Once again the Lake Township trustees are asking the Ohio Department of Transportation to install a traffic signal at the corner of State Route 51 and Millbury roads.
The board of trustees Tuesday approved a resolution for ODOT to install a signal at the intersection where several persons were injured March 6 in a three-car accident.
The intersection, however, has been a source of concern for township officials for years, Richard Welling, a trustee, said, holding up a folder of material, including correspondence with ODOT and state legislators and it’s almost become a rite of spring for trustees to appeal to the transportation department for some type of control device at the corner.
Mr. Welling said the board has written letters in March in previous years when a popular ice cream and sandwich shop at the intersection opens for the season.
“Usually a week or so after Mel-O-Crème opens, the businesses up there usually ask us to do something about the congestion,” he said after the meeting, adding the trustees asked for a traffic study in 1999 of the intersection.
And to date, the state has declined the trustees’ request for a signal at the site, saying the location doesn’t meet the criteria for a signal.
The trustees received support from a Lake school board member who was attending the meeting.
Ken Smith said he and fellow board members “definitely support” the resolution. He noted the school district has school buses and student drivers regularly passing through the intersection.
The trustees encouraged residents to also write to the transportation department.
“We’ve been trying and will try again,” Melanie Bowen, a trustee, said and trustee Ron Sims said he’d been in contact with an ODOT official who helped the township in another request to have signs posted at an exit from a business on State Route 795.
Mr. Welling said the trustees have emphasized in their correspondence with ODOT that Millbury Road approaches Route 51 at an angle, making visibility difficult.
Township Police Chief Mark Hummer read an anonymous letter from a woman who was assisted by Officer Shannon Badgett in January.

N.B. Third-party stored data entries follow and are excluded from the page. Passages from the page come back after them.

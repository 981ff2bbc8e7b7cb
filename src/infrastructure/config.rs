// Dashboard configuration - file + defaults, and per-request view settings
use crate::domain::channel::ChannelKind;
use crate::domain::trend::TrendParams;
use chrono::{DateTime, NaiveDate, TimeDelta, Utc};
use chrono_tz::Tz;
use serde::Deserialize;
use std::num::NonZeroU32;
use std::time::Duration;
use thiserror::Error;

/// Widest accepted resampling interval (one week).
pub const MAX_RESAMPLE_MINUTES: u32 = 7 * 24 * 60;

/// Environment variable holding the channel read API key.
pub const READ_KEY_ENV: &str = "TS_READ";

#[derive(Debug, Deserialize, Clone)]
pub struct DashboardConfig {
    pub server: ServerSettings,
    pub feed: FeedSettings,
    pub channels: ChannelSettings,
    pub view: ViewDefaults,
    #[serde(default)]
    pub trend: TrendParams,
}

#[derive(Debug, Deserialize, Clone)]
pub struct ServerSettings {
    pub bind: String,
}

#[derive(Debug, Deserialize, Clone)]
pub struct FeedSettings {
    pub base_url: String,
    pub timeout_secs: u64,
    pub max_points: u32,
    pub cache_ttl_secs: u64,
}

impl FeedSettings {
    pub fn timeout(&self) -> Duration {
        Duration::from_secs(self.timeout_secs)
    }

    pub fn cache_ttl(&self) -> Duration {
        Duration::from_secs(self.cache_ttl_secs)
    }
}

#[derive(Debug, Deserialize, Clone, Copy, PartialEq, Eq)]
pub struct ChannelSettings {
    pub soil: u64,
    pub environment: u64,
}

impl ChannelSettings {
    pub fn id(&self, kind: ChannelKind) -> u64 {
        match kind {
            ChannelKind::Soil => self.soil,
            ChannelKind::Environment => self.environment,
        }
    }
}

#[derive(Debug, Deserialize, Clone)]
pub struct ViewDefaults {
    pub timezone: String,
    pub resample_minutes: NonZeroU32,
}

/// Per-request overrides of the view defaults.
#[derive(Debug, Deserialize, Clone, Default)]
pub struct ViewOverrides {
    pub tz: Option<String>,
    pub resample: Option<u32>,
    pub range: Option<bool>,
    pub start: Option<NaiveDate>,
    pub end: Option<NaiveDate>,
}

#[derive(Debug, Clone, Copy, PartialEq, Eq)]
pub enum RangeSelection {
    Latest,
    Dates { start: NaiveDate, end: NaiveDate },
}

/// Everything a pipeline run needs to know about the current view.
#[derive(Debug, Clone, Copy, PartialEq, Eq)]
pub struct ViewSettings {
    pub timezone: Tz,
    pub resample_minutes: NonZeroU32,
    pub range: RangeSelection,
}

#[derive(Debug, Error, PartialEq, Eq)]
pub enum SettingsError {
    #[error("unknown time zone '{0}'")]
    UnknownTimezone(String),
    #[error("resampling interval must be at least one minute")]
    ZeroResample,
    #[error("resampling interval of {0} minutes exceeds the 10080 minute limit")]
    ResampleTooLarge(u32),
    #[error("start date {start} is after end date {end}")]
    InvertedRange { start: NaiveDate, end: NaiveDate },
}

impl ViewDefaults {
    /// Apply `overrides`; date bounds default to yesterday..today in the chosen zone.
    pub fn resolve(&self, overrides: &ViewOverrides, now: DateTime<Utc>) -> Result<ViewSettings, SettingsError> {
        let tz_name = overrides.tz.as_deref().unwrap_or(&self.timezone).trim();
        let timezone: Tz = tz_name
            .parse()
            .map_err(|_| SettingsError::UnknownTimezone(tz_name.to_string()))?;

        let resample_minutes = match overrides.resample {
            Some(minutes) if minutes > MAX_RESAMPLE_MINUTES => {
                return Err(SettingsError::ResampleTooLarge(minutes));
            }
            Some(minutes) => NonZeroU32::new(minutes).ok_or(SettingsError::ZeroResample)?,
            None => self.resample_minutes,
        };

        let use_range = overrides
            .range
            .unwrap_or(overrides.start.is_some() || overrides.end.is_some());
        let range = if use_range {
            let today = now.with_timezone(&timezone).date_naive();
            let start = overrides.start.unwrap_or(today - TimeDelta::days(1));
            let end = overrides.end.unwrap_or(today);
            if start > end {
                return Err(SettingsError::InvertedRange { start, end });
            }
            RangeSelection::Dates { start, end }
        } else {
            RangeSelection::Latest
        };

        Ok(ViewSettings {
            timezone,
            resample_minutes,
            range,
        })
    }
}

pub fn load_dashboard_config() -> anyhow::Result<DashboardConfig> {
    load_from_source(config::File::with_name("config/dashboard").required(false))
}

fn load_from_source<S>(source: S) -> anyhow::Result<DashboardConfig>
where
    S: config::Source + Send + Sync + 'static,
{
    let settings = config::Config::builder()
        .set_default("server.bind", "0.0.0.0:8080")?
        .set_default("feed.base_url", "https://api.thingspeak.com")?
        .set_default("feed.timeout_secs", 30_i64)?
        .set_default("feed.max_points", 8000_i64)?
        .set_default("feed.cache_ttl_secs", 300_i64)?
        .set_default("channels.soil", 2869579_i64)?
        .set_default("channels.environment", 2913085_i64)?
        .set_default("view.timezone", "America/Monterrey")?
        .set_default("view.resample_minutes", 10_i64)?
        .add_source(source)
        .build()?;

    Ok(settings.try_deserialize()?)
}

/// Read key from the environment; blank counts as unset.
pub fn read_key_from_env() -> Option<String> {
    std::env::var(READ_KEY_ENV)
        .ok()
        .map(|key| key.trim().to_string())
        .filter(|key| !key.is_empty())
}

#[cfg(test)]
mod tests {
    use super::*;
    use crate::domain::channel::Slot;
    use chrono::TimeZone;
    use config::{File, FileFormat};

    fn defaults() -> ViewDefaults {
        ViewDefaults {
            timezone: "America/Monterrey".to_string(),
            resample_minutes: NonZeroU32::new(10).unwrap(),
        }
    }

    fn now() -> DateTime<Utc> {
        // 02:00 UTC is still the previous evening in Monterrey.
        Utc.with_ymd_and_hms(2025, 3, 14, 2, 0, 0).unwrap()
    }

    fn date(day: u32) -> NaiveDate {
        NaiveDate::from_ymd_opt(2025, 3, day).unwrap()
    }

    #[test]
    fn test_builtin_defaults() {
        let config = load_from_source(File::from_str("", FileFormat::Toml)).unwrap();
        assert_eq!(config.server.bind, "0.0.0.0:8080");
        assert_eq!(config.feed.max_points, 8000);
        assert_eq!(config.feed.cache_ttl(), Duration::from_secs(300));
        assert_eq!(config.channels.id(ChannelKind::Soil), 2869579);
        assert_eq!(config.channels.id(ChannelKind::Environment), 2913085);
        assert_eq!(config.view.resample_minutes.get(), 10);
        assert_eq!(config.trend, TrendParams::default());
    }

    #[test]
    fn test_file_overrides_defaults() {
        let toml = r#"
            [channels]
            soil = 1
            environment = 2

            [view]
            timezone = "UTC"
            resample_minutes = 5

            [trend]
            slope_field = 3
            window_size = 12
        "#;
        let config = load_from_source(File::from_str(toml, FileFormat::Toml)).unwrap();
        assert_eq!(config.channels, ChannelSettings { soil: 1, environment: 2 });
        assert_eq!(config.view.timezone, "UTC");
        assert_eq!(config.trend.slope_field, Slot::Field3);
        assert_eq!(config.trend.window_size, 12);
        assert_eq!(config.trend.intercept_field, Slot::Field6);
    }

    #[test]
    fn test_resolve_uses_defaults() {
        let settings = defaults().resolve(&ViewOverrides::default(), now()).unwrap();
        assert_eq!(settings.timezone, chrono_tz::America::Monterrey);
        assert_eq!(settings.resample_minutes.get(), 10);
        assert_eq!(settings.range, RangeSelection::Latest);
    }

    #[test]
    fn test_range_defaults_to_local_yesterday_and_today() {
        let overrides = ViewOverrides {
            range: Some(true),
            ..ViewOverrides::default()
        };
        let settings = defaults().resolve(&overrides, now()).unwrap();
        assert_eq!(
            settings.range,
            RangeSelection::Dates {
                start: date(12),
                end: date(13)
            }
        );
    }

    #[test]
    fn test_explicit_dates_imply_range() {
        let overrides = ViewOverrides {
            start: Some(date(1)),
            end: Some(date(3)),
            ..ViewOverrides::default()
        };
        let settings = defaults().resolve(&overrides, now()).unwrap();
        assert_eq!(
            settings.range,
            RangeSelection::Dates {
                start: date(1),
                end: date(3)
            }
        );
    }

    #[test]
    fn test_invalid_overrides_are_rejected() {
        let bad_tz = ViewOverrides {
            tz: Some("Mars/Olympus".to_string()),
            ..ViewOverrides::default()
        };
        assert_eq!(
            defaults().resolve(&bad_tz, now()),
            Err(SettingsError::UnknownTimezone("Mars/Olympus".to_string()))
        );

        let zero = ViewOverrides {
            resample: Some(0),
            ..ViewOverrides::default()
        };
        assert_eq!(defaults().resolve(&zero, now()), Err(SettingsError::ZeroResample));

        let huge = ViewOverrides {
            resample: Some(2_000_000_000),
            ..ViewOverrides::default()
        };
        assert_eq!(
            defaults().resolve(&huge, now()),
            Err(SettingsError::ResampleTooLarge(2_000_000_000))
        );

        let week = ViewOverrides {
            resample: Some(MAX_RESAMPLE_MINUTES),
            ..ViewOverrides::default()
        };
        assert!(defaults().resolve(&week, now()).is_ok());

        let inverted = ViewOverrides {
            start: Some(date(5)),
            end: Some(date(4)),
            ..ViewOverrides::default()
        };
        assert!(matches!(
            defaults().resolve(&inverted, now()),
            Err(SettingsError::InvertedRange { .. })
        ));
    }
}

“The kids and I were on 280 heading back to my mother’s and I got a flat tire,” the letter says. “Reality began to set in: A single woman, 2 small kids, broke down on the side of a busy highway, no money, no cell phone. I began to cry. The kids began to cry also.
“Your officer treated us all with great care and respect. He insisted we stay in the care – he took a look at my tire and said he would fix it while stayed safe and warm. He chatted and joked with the kids.”

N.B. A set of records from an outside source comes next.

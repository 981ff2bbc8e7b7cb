// Main entry point - Dependency injection and server setup
mod application;
mod domain;
mod infrastructure;
mod presentation;

use std::{net::SocketAddr, sync::Arc};
use axum::{
    routing::{get, post},
    Router,
};
use tower_http::{compression::CompressionLayer, trace::TraceLayer};
use tracing_subscriber::EnvFilter;

use crate::application::dashboard_service::DashboardService;
use crate::application::snapshot_cache::SnapshotCache;
use crate::infrastructure::config::{load_dashboard_config, read_key_from_env};
use crate::infrastructure::thingspeak_repository::ThingSpeakRepository;
use crate::presentation::app_state::AppState;
use crate::presentation::handlers::{
    channel_labels, health_check, list_metrics, list_thresholds, metric_view, refresh, summary,
};

#[tokio::main]
async fn main() -> anyhow::Result<()> {
    // Initialize tracing
    tracing_subscriber::fmt()
        .with_env_filter(EnvFilter::try_from_default_env().unwrap_or_else(|_| EnvFilter::new("info")))
        .init();

    // Load configuration
    let config = load_dashboard_config()?;
    let read_key = read_key_from_env();
    if read_key.is_none() {
        tracing::info!("No read key configured, channels must be public");
    }

    // Create repository (infrastructure layer)
    let repository = Arc::new(ThingSpeakRepository::new(
        config.feed.base_url.clone(),
        config.feed.timeout(),
    )?);

    // Create services (application layer)
    let cache = Arc::new(SnapshotCache::new(config.feed.cache_ttl()));
    let dashboard_service = DashboardService::new(
        repository,
        cache,
        config.channels,
        config.trend,
        config.feed.max_points,
        read_key,
    );

    let state = Arc::new(AppState {
        dashboard_service,
        view_defaults: config.view.clone(),
    });

    // Build router (presentation layer)
    let router = Router::new()
        .route("/healthz", get(health_check))
        .route("/summary", get(summary))
        .route("/thresholds", get(list_thresholds))
        .route("/metrics", get(list_metrics))
        .route("/metrics/:metric", get(metric_view))
        .route("/channels/:channel/labels", get(channel_labels))
        .route("/refresh", post(refresh))
        .layer(CompressionLayer::new())
        .layer(TraceLayer::new_for_http())
        .with_state(state);

    let addr: SocketAddr = config.server.bind.parse()?;
    tracing::info!("Starting growth-chamber-dashboard on {}", addr);

    axum::serve(tokio::net::TcpListener::bind(addr).await?, router).await?;

    Ok(())
}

Officer Badgett refused the woman’s offer of $2 and “…reached in his pocket and handed me $20 …then instructed me to take the kids to the McDonalds up the road.”
Earlier in the letter, the woman said her children were afraid of police officers after watching their father “my ex” leave our home in cuffs (more than once)”
“I still cry when I think about that day, but not it’s not out of fear or hopelessness, I cry because I’m so touched by the way one person – in this case a big, tall, `scary’ policeman – could care so much about a family that’s not his own. He helped us the way you help your family – not a car full of crying strangers.”